A black cab pulls up to the corner in heavy rain and its trenchcoated passenger jumps out, newspaper over head, collar up against the autumn wind; a woman in a weathered checkered dress stares out of a café window, wondering whether she'll get across the channel to Paris in this weather, and whether her mother, "Kathleen," is watching over her from heaven. The debut full-length disc from New Jersey to Greenwich Village to England transplant A Girl Called Eddy (a.k.a. Erin "Eddy" Moran) is, to put it mildly, filmic in its evocative, comfortably melancholy '60s-isms: Whether or not Eddy's lyrics contain black cabs and becoated Michael Caines, cupping their hands around burning cigarettes, they're in the atomic makeup of these 11 minor masterpieces.
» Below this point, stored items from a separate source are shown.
//! The microVM-provider contract.
//!
//! The provider (Firecracker wrapper, cloud API, test fake) is an external
//! collaborator. This module names everything the orchestrator is allowed to
//! ask of it: create a VM under an egress policy, upload a file, run a
//! command, spawn a long-lived process, probe a loopback port, pull a tar of
//! paths, destroy the VM. The security ordering lives in the orchestrator;
//! providers only execute.
//!
//! Implementations must enforce the egress policy at the network level —
//! the core never inspects traffic and has no second line of defense if the
//! provider lets a denied destination through.

use crate::error::SandboxError;
use crate::id::VmId;
use crate::manifest::ResourceLimits;
use async_trait::async_trait;
use serde::{Deserialize, Serialize};
use std::collections::BTreeMap;

/// Egress traffic action.
#[derive(Debug, Clone, Copy, PartialEq, Eq, Serialize, Deserialize)]
#[serde(rename_all = "snake_case")]
pub enum NetworkAction {
    /// Allow the traffic.
    Allow,
    /// Deny the traffic.
    Deny,
}

/// A single egress rule.
#[derive(Debug, Clone, PartialEq, Eq, Serialize, Deserialize)]
pub struct NetworkRule {
    /// Domain to match.
    pub destination: String,
    /// Port (None = all ports).
    pub port: Option<u16>,
    /// Allow or deny.
    pub action: NetworkAction,
}

impl NetworkRule {
    /// Allow all ports to the given destination.
    pub fn allow(destination: impl Into<String>) -> Self {
        Self {
            destination: destination.into(),
            port: None,
            action: NetworkAction::Allow,
        }
    }
}

/// The egress policy a VM is created under. The default action applies to
/// any destination no rule matches.
#[derive(Debug, Clone, PartialEq, Eq, Serialize, Deserialize)]
pub struct EgressPolicy {
    /// Action for unmatched destinations.
    pub default: NetworkAction,
    /// Explicit rules, first match wins.
    pub rules: Vec<NetworkRule>,
}

impl EgressPolicy {
    /// Deny everything.
    pub fn deny_all() -> Self {
        Self {
            default: NetworkAction::Deny,
            rules: Vec::new(),
        }
    }

    /// Allow everything. Only valid after explicit user consent upstream.
    pub fn allow_all() -> Self {
        Self {
            default: NetworkAction::Allow,
            rules: Vec::new(),
        }
    }

    /// Deny by default, allowing exactly the given domains.
    pub fn allow_domains<I, S>(domains: I) -> Self
    where
        I: IntoIterator<Item = S>,
        S: Into<String>,
    {
        Self {
            default: NetworkAction::Deny,
            rules: domains.into_iter().map(NetworkRule::allow).collect(),
        }
    }

    /// The allowed destinations, in rule order.
    pub fn allowed_destinations(&self) -> Vec<&str> {
        self.rules
            .iter()
            .filter(|r| r.action == NetworkAction::Allow)
            .map(|r| r.destination.as_str())
            .collect()
    }
}

/// Configuration for one VM.
#[derive(Debug, Clone, PartialEq, Serialize, Deserialize)]
pub struct VmConfig {
    /// Egress policy, enforced by the provider's firewall.
    pub egress: EgressPolicy,
    /// Advisory resource limits.
    pub resources: ResourceLimits,
}

impl VmConfig {
    /// A deny-all VM with no resource limits.
    pub fn new(egress: EgressPolicy) -> Self {
        Self {
            egress,
            resources: ResourceLimits::default(),
        }
    }
}

/// Which in-VM user a command runs as. Two users, one boundary: the
/// privileged user owns the proxy and the hardening steps, the agent user
/// owns everything the untrusted code touches.
#[derive(Debug, Clone, Copy, PartialEq, Eq, Hash, Serialize, Deserialize)]
#[serde(rename_all = "snake_case")]
pub enum VmUser {
    /// The privileged user (proxy owner, hardening).
    Privileged,
    /// The unprivileged agent user.
    Agent,
}

/// A command to run to completion inside the VM.
#[derive(Debug, Clone, PartialEq, Eq)]
pub struct ExecRequest {
    /// Argument vector. Never a shell-interpolated string.
    pub argv: Vec<String>,
    /// User to run as.
    pub user: VmUser,
    /// Environment for the command. Nothing is inherited.
    pub env: BTreeMap<String, String>,
}

impl ExecRequest {
    /// Build a request with an empty environment.
    pub fn new<I, S>(argv: I, user: VmUser) -> Self
    where
        I: IntoIterator<Item = S>,
        S: Into<String>,
    {
        Self {
            argv: argv.into_iter().map(Into::into).collect(),
            user,
            env: BTreeMap::new(),
        }
    }
}

/// A long-lived process to spawn inside the VM.
#[derive(Debug, Clone, PartialEq, Eq)]
pub struct SpawnRequest {
    /// Argument vector. Never a shell-interpolated string.
    pub argv: Vec<String>,
    /// User to run as.
    pub user: VmUser,
    /// Environment for the process. Nothing is inherited.
    pub env: BTreeMap<String, String>,
    /// If set, written to the process's stdin which is then closed. This is
    /// the only channel the proxy's secrets travel over — never argv, never
    /// env, never disk. If None, stdin stays open for [`VmProcess::write_stdin`].
    pub stdin_payload: Option<Vec<u8>>,
}

/// Output of a completed in-VM command.
#[derive(Debug, Clone, PartialEq, Eq)]
pub struct ExecOutput {
    /// Process exit code.
    pub exit_code: i32,
    /// Captured stdout.
    pub stdout: Vec<u8>,
    /// Captured stderr.
    pub stderr: Vec<u8>,
}

impl ExecOutput {
    /// Whether the command exited zero.
    pub fn success(&self) -> bool {
        self.exit_code == 0
    }
}

/// Creates VMs. One implementation per microVM backend.
#[async_trait]
pub trait VmProvider: Send + Sync {
    /// Create a fresh VM under the given egress policy. The policy must be
    /// in force before the call returns; there is no window where the VM
    /// has unrestricted egress.
    async fn create(&self, config: &VmConfig) -> Result<Box<dyn Vm>, SandboxError>;
}

/// One live microVM.
#[async_trait]
pub trait Vm: Send + Sync {
    /// The provider's handle for this VM.
    fn id(&self) -> &VmId;

    /// Write a file into the VM at the given absolute path, creating parent
    /// directories, with the given mode, owned by the given user.
    async fn upload(
        &self,
        dest: &str,
        bytes: &[u8],
        mode: u32,
        owner: VmUser,
    ) -> Result<(), SandboxError>;

    /// Run a command to completion and capture its output. A nonzero exit
    /// is not an error at this layer — callers decide.
    async fn exec(&self, req: ExecRequest) -> Result<ExecOutput, SandboxError>;

    /// Spawn a long-lived process.
    async fn spawn(&self, req: SpawnRequest) -> Result<Box<dyn VmProcess>, SandboxError>;

    /// Whether a loopback TCP port inside the VM currently accepts
    /// connections.
    async fn probe_tcp(&self, port: u16) -> Result<bool, SandboxError>;

    /// Pull a gzipped tar of the given in-VM paths (relative to the agent
    /// home). Paths that do not exist are omitted; if none exist the
    /// payload is empty.
    async fn pull_tar(&self, paths: &[String]) -> Result<Vec<u8>, SandboxError>;

    /// Destroy the VM. Idempotent: destroying an already-destroyed VM
    /// succeeds.
    async fn destroy(&self) -> Result<(), SandboxError>;
}

/// A process spawned inside a VM.
#[async_trait]
pub trait VmProcess: Send {
    /// Next line from the process's stderr, or None at EOF.
    async fn next_stderr_line(&mut self) -> Result<Option<String>, SandboxError>;

    /// Next chunk from the process's stdout, or None at EOF.
    async fn next_stdout_chunk(&mut self) -> Result<Option<Vec<u8>>, SandboxError>;

    /// Write to the process's stdin. Errors if the spawn delivered a
    /// one-shot stdin payload (the pipe is already closed).
    async fn write_stdin(&mut self, bytes: &[u8]) -> Result<(), SandboxError>;

    /// Wait for the process to exit and return its exit code.
    async fn wait(&mut self) -> Result<i32, SandboxError>;

    /// Kill the process. Idempotent.
    async fn kill(&mut self) -> Result<(), SandboxError>;
}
She's called her record after herself, although other titles come instantly to mind: To Ma'am With Love, because Eddy's Lulu-like chanteuse-ness comes with a subtle streak of empowerment that emanated from her forebears and since was lost. Or Eddy in Memphis, because Eddy's white soul isn't copying Janis or Mary J., but an era in which such singing was its own end. Or anything about the problems of two people not amounting to a hill of beans, which would be ironic since, as Eddy seems to know all too well, those problems are inherently the only ones we've got.
"People Used to Dream About the Future," for example, which could be about a man and a woman who realize that "even your youth has let you down," or it could be about a culture that's lost its way entirely and not only has stopped looking forward, but has stopped thinking about a day when it may want to remember. "When did we stop taking pictures / and when did you lose all your fight / and where did you sign / give up and resign / I never gave up on you." Combine Eddy's coolly uncalculated vocals and Pulp guitarist Richard Hawley's brilliant, epic production with such melodic crescendo, and these songs become quite simply gutting.
In the early 1990s, former Swell Maps and Crime & the City Solution drummer Epic Soundtracks rewrote the rules of "lounge" singing, his album Rise Above proving to many that Scott Walker's and Bacharach and David's pop noir, in the right context, could be more devastating than Marshall stacks and blood-curdling screams. A Girl Called Eddy is something of an heir to this idea, part of a class of such artists (along with the likes of Sarah Shannon and the Divine Comedy) and yet already, on her debut album and with the help of Hawley, pointing toward something greater. While such singers, in particular the post-new wave school of British neo-soulies, often rely on their influences' smooth example to clear musical paths for them, Eddy's songs rely only on themselves. "Life Thru the Same Lens" could enhance any decent singer's evening, and "Tears All Over Town" may someday be a repertoire requirement.
A Girl Called Eddy doesn't, by any standards, break any new musical ground - and the ill-advised fake LP-imprint on the cover and occasional bursts of false vinyl clicks and background fuzz make this album out to be some kind of one-trick throwback that belies such strong content. But even compared to her oft-touted influences (Springfield, Walker, Nick Drake), A Girl Called Eddy makes a strong case for this new artist. When placed next to the obvious current comparison, Norah Jones, there's no question: Eddy is subtle where Jones is mild, weathered where Jones is stretching, and compelling where Jones lingers in the background. In a world where so many singer-songwriters are desperate to tell you they've got something to say, A Girl Called Eddy not only has it, but it's something worth listening to.